--- Data provided Enclosed Below ---

pub mod error;
pub mod logging;
pub mod mojibake;
pub mod normalization;

pub use error::*;
pub use mojibake::repair_mojibake;
pub use normalization::normalize_header;
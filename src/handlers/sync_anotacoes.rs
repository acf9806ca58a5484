use axum::{
    extract::{rejection::JsonRejection, State},
    http::Method,
    response::Json,
};
use std::sync::Arc;
use tokio::time::Instant;

use crate::models::{SyncRequest, SyncResponse};
use crate::utils::logging::*;
use crate::utils::{AppError, AppResult};
use crate::AppState;

pub const SYNC_ENDPOINT: &str = "/api/sync-anotacoes";

/// POST /api/sync-anotacoes
///
/// Corpo: `{ accessToken, spreadsheetId, sheetName? }`. O `accessToken` é o
/// bearer do Google de quem chama; o token do CRM fica no servidor.
pub async fn sync_anotacoes(
    State(state): State<Arc<AppState>>,
    payload: Result<Json<SyncRequest>, JsonRejection>,
) -> AppResult<Json<SyncResponse>> {
    let start_time = Instant::now();
    log_request_received(SYNC_ENDPOINT, "POST");

    let job = state.job.as_ref().ok_or_else(|| {
        AppError::ConfigError(
            "Token do RD Station CRM não configurado no servidor (RD_CRM_TOKEN).".to_string(),
        )
    })?;

    let Json(request) = payload.map_err(|rejection| {
        log_validation_error("body", &rejection.body_text());
        AppError::ValidationError(format!("Corpo da requisição inválido: {}", rejection.body_text()))
    })?;

    let params = request.validate().map_err(|e| {
        log_validation_error("body", &e.to_string());
        e
    })?;

    let outcome = job.run(&params).await?;

    log_request_processed(SYNC_ENDPOINT, 200, start_time.elapsed().as_millis() as u64);
    Ok(Json(outcome.into()))
}

/// Qualquer método diferente de POST no endpoint do job
pub async fn method_not_allowed(method: Method) -> AppError {
    log_validation_error("method", method.as_str());
    AppError::MethodNotAllowed(method.to_string())
}
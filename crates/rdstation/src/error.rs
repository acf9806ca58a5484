//! Tipos de erro para o crate rdstation

use thiserror::Error;

/// Erros do cliente do RD Station CRM
#[derive(Debug, Error)]
pub enum RdStationError {
    /// Erro de requisição HTTP (transporte, timeout, TLS)
    #[error("HTTP request failed: {0}")]
    HttpError(#[from] reqwest::Error),

    /// Resposta não-2xx do feed
    #[error("RD Station CRM API error (status {status}): {message}")]
    ApiError { status: u16, message: String },

    /// Corpo da resposta não pôde ser interpretado
    #[error("JSON parsing failed: {0}")]
    JsonError(#[from] serde_json::Error),

    /// Erro de configuração do cliente
    #[error("Configuration error: {0}")]
    ConfigError(String),
}

impl RdStationError {
    /// Status HTTP devolvido pelo CRM, quando o erro veio de uma resposta
    pub fn status(&self) -> Option<u16> {
        match self {
            RdStationError::ApiError { status, .. } => Some(*status),
            RdStationError::HttpError(e) => e.status().map(|s| s.as_u16()),
            _ => None,
        }
    }
}

/// Tipo Result padrão para o crate
pub type Result<T> = std::result::Result<T, RdStationError>;
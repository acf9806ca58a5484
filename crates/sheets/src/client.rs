//! Cliente HTTP para a API de valores do Google Sheets

use crate::error::{Result, SheetsError};
use crate::values::{
    error_message, BatchUpdateRequest, BatchUpdateResponse, ValueInputOption, ValueRange,
    ValueRangeResponse,
};
use reqwest::{Client as HttpClient, Response};
use serde_json::Value;
use std::time::Duration;

pub const DEFAULT_BASE_URL: &str = "https://sheets.googleapis.com/v4";

/// Cliente da API `spreadsheets.values`
///
/// Não guarda credenciais: o bearer token pertence a quem chamou o job e
/// é passado em cada operação.
#[derive(Clone)]
pub struct SheetsClient {
    http_client: HttpClient,
    base_url: String,
}

impl SheetsClient {
    pub fn new() -> Result<Self> {
        Self::with_base_url(DEFAULT_BASE_URL)
    }

    pub fn with_base_url(base_url: impl Into<String>) -> Result<Self> {
        let http_client = HttpClient::builder()
            .timeout(Duration::from_secs(30))
            .connect_timeout(Duration::from_secs(5))
            .build()
            .map_err(|e| SheetsError::ConfigError(format!("Failed to create HTTP client: {}", e)))?;

        Ok(Self {
            http_client,
            base_url: base_url.into().trim_end_matches('/').to_string(),
        })
    }

    /// URL de leitura de um intervalo (id e intervalo percent-encoded)
    pub fn values_url(&self, spreadsheet_id: &str, range: &str) -> String {
        format!(
            "{}/spreadsheets/{}/values/{}",
            self.base_url,
            urlencoding::encode(spreadsheet_id),
            urlencoding::encode(range)
        )
    }

    fn batch_update_url(&self, spreadsheet_id: &str) -> String {
        format!(
            "{}/spreadsheets/{}/values:batchUpdate",
            self.base_url,
            urlencoding::encode(spreadsheet_id)
        )
    }

    /// Lê um intervalo e devolve a grade de células como texto.
    /// Intervalo sem dados devolve grade vazia.
    pub async fn read_range(
        &self,
        spreadsheet_id: &str,
        range: &str,
        access_token: &str,
    ) -> Result<Vec<Vec<String>>> {
        let url = self.values_url(spreadsheet_id, range);

        tracing::debug!("GET {}", url);

        let response = self
            .http_client
            .get(&url)
            .bearer_auth(access_token)
            .send()
            .await?;

        let body = self.handle_response(response).await?.text().await?;
        let parsed: ValueRangeResponse = serde_json::from_str(&body)?;

        if let Some(error) = &parsed.error {
            return Err(SheetsError::ApiError {
                status: 200,
                message: error_message(error).unwrap_or_else(|| error.to_string()),
            });
        }

        Ok(parsed.into_grid())
    }

    /// Aplica todas as escritas em uma única chamada `values:batchUpdate`.
    ///
    /// Devolve `totalUpdatedCells` quando a API informa.
    pub async fn batch_update(
        &self,
        spreadsheet_id: &str,
        data: &[ValueRange],
        value_input_option: ValueInputOption,
        access_token: &str,
    ) -> Result<Option<u64>> {
        let url = self.batch_update_url(spreadsheet_id);
        let request = BatchUpdateRequest {
            value_input_option,
            data,
        };

        tracing::debug!("POST {} with {} range(s)", url, data.len());

        let response = self
            .http_client
            .post(&url)
            .bearer_auth(access_token)
            .json(&request)
            .send()
            .await?;

        let body = self.handle_response(response).await?.text().await?;
        let parsed: BatchUpdateResponse = if body.trim().is_empty() {
            BatchUpdateResponse::default()
        } else {
            serde_json::from_str(&body)?
        };

        if let Some(error) = &parsed.error {
            return Err(SheetsError::ApiError {
                status: 200,
                message: error_message(error).unwrap_or_else(|| error.to_string()),
            });
        }

        Ok(parsed.total_updated_cells)
    }

    /// Processa a resposta HTTP e trata erros
    async fn handle_response(&self, response: Response) -> Result<Response> {
        let status = response.status();

        if status.is_success() {
            return Ok(response);
        }

        let status_code = status.as_u16();
        let error_body = response.text().await.unwrap_or_else(|_| "Unknown error".to_string());

        tracing::error!("Google Sheets API error ({}): {}", status_code, error_body);

        let message = serde_json::from_str::<Value>(&error_body)
            .ok()
            .and_then(|json| json.get("error").and_then(error_message))
            .unwrap_or(error_body);

        Err(SheetsError::ApiError {
            status: status_code,
            message,
        })
    }

    pub fn base_url(&self) -> &str {
        &self.base_url
    }
}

--- End of Enclosed Data provided ---

# About this exercise
Give back all the data exactly as it was written.

# Response to this task
pub mod error;
pub mod logging;
pub mod mojibake;
pub mod normalization;

pub use error::*;
pub use mojibake::repair_mojibake;
pub use normalization::normalize_header;
filename src/handlers/sync_anotacoes.rs
repository acf9806ca58a5484
use axum::{
    extract::{rejection::JsonRejection, State},
    http::Method,
    response::Json,
};
use std::sync::Arc;
use tokio::time::Instant;

use crate::models::{SyncRequest, SyncResponse};
use crate::utils::logging::*;
use crate::utils::{AppError, AppResult};
use crate::AppState;

pub const SYNC_ENDPOINT: &str = "/api/sync-anotacoes";

/// POST /api/sync-anotacoes
///
/// Corpo: `{ accessToken, spreadsheetId, sheetName? }`. O `accessToken` é o
/// bearer do Google de quem chama; o token do CRM fica no servidor.
pub async fn sync_anotacoes(
    State(state): State<Arc<AppState>>,
    payload: Result<Json<SyncRequest>, JsonRejection>,
) -> AppResult<Json<SyncResponse>> {
    let start_time = Instant::now();
    log_request_received(SYNC_ENDPOINT, "POST");

    let job = state.job.as_ref().ok_or_else(|| {
        AppError::ConfigError(
            "Token do RD Station CRM não configurado no servidor (RD_CRM_TOKEN).".to_string(),
        )
    })?;

    let Json(request) = payload.map_err(|rejection| {
        log_validation_error("body", &rejection.body_text());
        AppError::ValidationError(format!("Corpo da requisição inválido: {}", rejection.body_text()))
    })?;

    let params = request.validate().map_err(|e| {
        log_validation_error("body", &e.to_string());
        e
    })?;

    let outcome = job.run(&params).await?;

    log_request_processed(SYNC_ENDPOINT, 200, start_time.elapsed().as_millis() as u64);
    Ok(Json(outcome.into()))
}

/// Qualquer método diferente de POST no endpoint do job
pub async fn method_not_allowed(method: Method) -> AppError {
    log_validation_error("method", method.as_str());
    AppError::MethodNotAllowed(method.to_string())
}
filename crates/rdstation/src/error.rs
repository acf9806ca58a5484
//! Tipos de erro para o crate rdstation

use thiserror::Error;

/// Erros do cliente do RD Station CRM
#[derive(Debug, Error)]
pub enum RdStationError {
    /// Erro de requisição HTTP (transporte, timeout, TLS)
    #[error("HTTP request failed: {0}")]
    HttpError(#[from] reqwest::Error),

    /// Resposta não-2xx do feed
    #[error("RD Station CRM API error (status {status}): {message}")]
    ApiError { status: u16, message: String },

    /// Corpo da resposta não pôde ser interpretado
    #[error("JSON parsing failed: {0}")]
    JsonError(#[from] serde_json::Error),

    /// Erro de configuração do cliente
    #[error("Configuration error: {0}")]
    ConfigError(String),
}

impl RdStationError {
    /// Status HTTP devolvido pelo CRM, quando o erro veio de uma resposta
    pub fn status(&self) -> Option<u16> {
        match self {
            RdStationError::ApiError { status, .. } => Some(*status),
            RdStationError::HttpError(e) => e.status().map(|s| s.as_u16()),
            _ => None,
        }
    }
}

/// Tipo Result padrão para o crate
pub type Result<T> = std::result::Result<T, RdStationError>;
repository acf9806ca58a5484
filename crates/sheets/src/client.rs
//! Cliente HTTP para a API de valores do Google Sheets

use crate::error::{Result, SheetsError};
use crate::values::{
    error_message, BatchUpdateRequest, BatchUpdateResponse, ValueInputOption, ValueRange,
    ValueRangeResponse,
};
use reqwest::{Client as HttpClient, Response};
use serde_json::Value;
use std::time::Duration;

pub const DEFAULT_BASE_URL: &str = "https://sheets.googleapis.com/v4";

/// Cliente da API `spreadsheets.values`
///
/// Não guarda credenciais: o bearer token pertence a quem chamou o job e
/// é passado em cada operação.
#[derive(Clone)]
pub struct SheetsClient {
    http_client: HttpClient,
    base_url: String,
}

impl SheetsClient {
    pub fn new() -> Result<Self> {
        Self::with_base_url(DEFAULT_BASE_URL)
    }

    pub fn with_base_url(base_url: impl Into<String>) -> Result<Self> {
        let http_client = HttpClient::builder()
            .timeout(Duration::from_secs(30))
            .connect_timeout(Duration::from_secs(5))
            .build()
            .map_err(|e| SheetsError::ConfigError(format!("Failed to create HTTP client: {}", e)))?;

        Ok(Self {
            http_client,
            base_url: base_url.into().trim_end_matches('/').to_string(),
        })
    }

    /// URL de leitura de um intervalo (id e intervalo percent-encoded)
    pub fn values_url(&self, spreadsheet_id: &str, range: &str) -> String {
        format!(
            "{}/spreadsheets/{}/values/{}",
            self.base_url,
            urlencoding::encode(spreadsheet_id),
            urlencoding::encode(range)
        )
    }

    fn batch_update_url(&self, spreadsheet_id: &str) -> String {
        format!(
            "{}/spreadsheets/{}/values:batchUpdate",
            self.base_url,
            urlencoding::encode(spreadsheet_id)
        )
    }

    /// Lê um intervalo e devolve a grade de células como texto.
    /// Intervalo sem dados devolve grade vazia.
    pub async fn read_range(
        &self,
        spreadsheet_id: &str,
        range: &str,
        access_token: &str,
    ) -> Result<Vec<Vec<String>>> {
        let url = self.values_url(spreadsheet_id, range);

        tracing::debug!("GET {}", url);

        let response = self
            .http_client
            .get(&url)
            .bearer_auth(access_token)
            .send()
            .await?;

        let body = self.handle_response(response).await?.text().await?;
        let parsed: ValueRangeResponse = serde_json::from_str(&body)?;

        if let Some(error) = &parsed.error {
            return Err(SheetsError::ApiError {
                status: 200,
                message: error_message(error).unwrap_or_else(|| error.to_string()),
            });
        }

        Ok(parsed.into_grid())
    }

    /// Aplica todas as escritas em uma única chamada `values:batchUpdate`.
    ///
    /// Devolve `totalUpdatedCells` quando a API informa.
    pub async fn batch_update(
        &self,
        spreadsheet_id: &str,
        data: &[ValueRange],
        value_input_option: ValueInputOption,
        access_token: &str,
    ) -> Result<Option<u64>> {
        let url = self.batch_update_url(spreadsheet_id);
        let request = BatchUpdateRequest {
            value_input_option,
            data,
        };

        tracing::debug!("POST {} with {} range(s)", url, data.len());

        let response = self
            .http_client
            .post(&url)
            .bearer_auth(access_token)
            .json(&request)
            .send()
            .await?;

        let body = self.handle_response(response).await?.text().await?;
        let parsed: BatchUpdateResponse = if body.trim().is_empty() {
            BatchUpdateResponse::default()
        } else {
            serde_json::from_str(&body)?
        };

        if let Some(error) = &parsed.error {
            return Err(SheetsError::ApiError {
                status: 200,
                message: error_message(error).unwrap_or_else(|| error.to_string()),
            });
        }

        Ok(parsed.total_updated_cells)
    }

    /// Processa a resposta HTTP e trata erros
    async fn handle_response(&self, response: Response) -> Result<Response> {
        let status = response.status();

        if status.is_success() {
            return Ok(response);
        }

        let status_code = status.as_u16();
        let error_body = response.text().await.unwrap_or_else(|_| "Unknown error".to_string());

        tracing::error!("Google Sheets API error ({}): {}", status_code, error_body);

        let message = serde_json::from_str::<Value>(&error_body)
            .ok()
            .and_then(|json| json.get("error").and_then(error_message))
            .unwrap_or(error_body);

        Err(SheetsError::ApiError {
            status: status_code,
            message,
        })
    }

    pub fn base_url(&self) -> &str {
        &self.base_url
    }
}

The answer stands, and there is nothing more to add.